We need a piece of software that the coder can use and later we can use if we need to, to be able to OCR many PDF files and enter then into an Access database. The PDF are electronically generated (they are NOT scanned) They have the SAME format, however there are about 200 pages (seperate PDF's) that make one manual. The manuals are automotive in nature.
## Deliverables
You will be given a folder containing the PDF pages for ONE manual approximately 200 pages
SEE ATTACHED Example FILE:
Step1: Parse EACH PDF (some have 2 pages, but have the same format)

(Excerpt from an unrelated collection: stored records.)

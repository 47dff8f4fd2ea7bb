#![allow(unused)]
use std::{
    convert::Infallible, future::Future, net, sync::mpsc as std_mpsc, thread, time::Duration,
};

use bytes::Bytes;
use http_body_util::Full;
use tokio::{runtime, sync::oneshot};

pub struct Server {
    addr: net::SocketAddr,
    panic_rx: std_mpsc::Receiver<()>,
    shutdown_tx: Option<oneshot::Sender<()>>,
}

impl Server {
    pub fn addr(&self) -> net::SocketAddr {
        self.addr
    }

    pub fn url(&self, path: &str) -> String {
        format!("http://{}{}", self.addr, path)
    }
}

impl Drop for Server {
    fn drop(&mut self) {
        if let Some(tx) = self.shutdown_tx.take() {
            let _ = tx.send(());
        }

        if !thread::panicking() {
            self.panic_rx
                .recv_timeout(Duration::from_secs(3))
                .expect("test server should not panic");
        }
    }
}

pub fn http<F, Fut>(func: F) -> Server
where
    F: Fn(http::Request<hyper::body::Incoming>) -> Fut + Clone + Send + 'static,
    Fut: Future<Output = http::Response<Full<Bytes>>> + Send + 'static,
{
    // Spawn a new runtime in a thread to prevent reactor execution context
    // conflicts between the test and the server.
    let test_name = thread::current().name().unwrap_or("<unknown>").to_string();
    let (addr_tx, addr_rx) = std_mpsc::channel();
    let (panic_tx, panic_rx) = std_mpsc::channel();
    let (shutdown_tx, mut shutdown_rx) = oneshot::channel::<()>();

    thread::Builder::new()
        .name(format!("test({test_name})-support-server"))
        .spawn(move || {
            let rt = runtime::Builder::new_current_thread()
                .enable_all()
                .build()
                .expect("new rt");

            rt.block_on(async move {
                let listener = tokio::net::TcpListener::bind(&net::SocketAddr::from((
                    [127, 0, 0, 1],
                    0,
                )))
                .await
                .unwrap();
                addr_tx.send(listener.local_addr().unwrap()).unwrap();

                loop {
                    tokio::select! {
                        _ = &mut shutdown_rx => break,
                        accepted = listener.accept() => {
                            let (io, _) = accepted.expect("accepted");
                            let func = func.clone();
                            tokio::spawn(async move {
                                let svc = hyper::service::service_fn(move |req| {
                                    let fut = func(req);
                                    async move { Ok::<_, Infallible>(fut.await) }
                                });
                                let builder = hyper_util::server::conn::auto::Builder::new(
                                    hyper_util::rt::TokioExecutor::new(),
                                );
                                let _ = builder
                                    .serve_connection(hyper_util::rt::TokioIo::new(io), svc)
                                    .await;
                            });
                        }
                    }
                }
            });

            let _ = panic_tx.send(());
        })
        .expect("support server thread");

    let addr = addr_rx.recv().expect("server addr");
    Server {
        addr,
        panic_rx,
        shutdown_tx: Some(shutdown_tx),
    }
}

They have the following titles that will need to be populated into the following database fields:
Model
MY
Group
Table
Ref
Code
Qty
Description
Each Folder will be seperated by the YEAR and MODEL
Step 2:
The next part is we will need either the coder or the program to extract the Image from each PDF and RENAME it the Table number [login to view URL] and saved into a single folder identified by the Year and Model
Step 3:
Compile ALL the PDF's into ONE manual for each Year and Model IN the order of the Table number saved as the name of the Year and Model.
We have about 34 manuals so it really needs to be automated to eliminate as much human error as possible.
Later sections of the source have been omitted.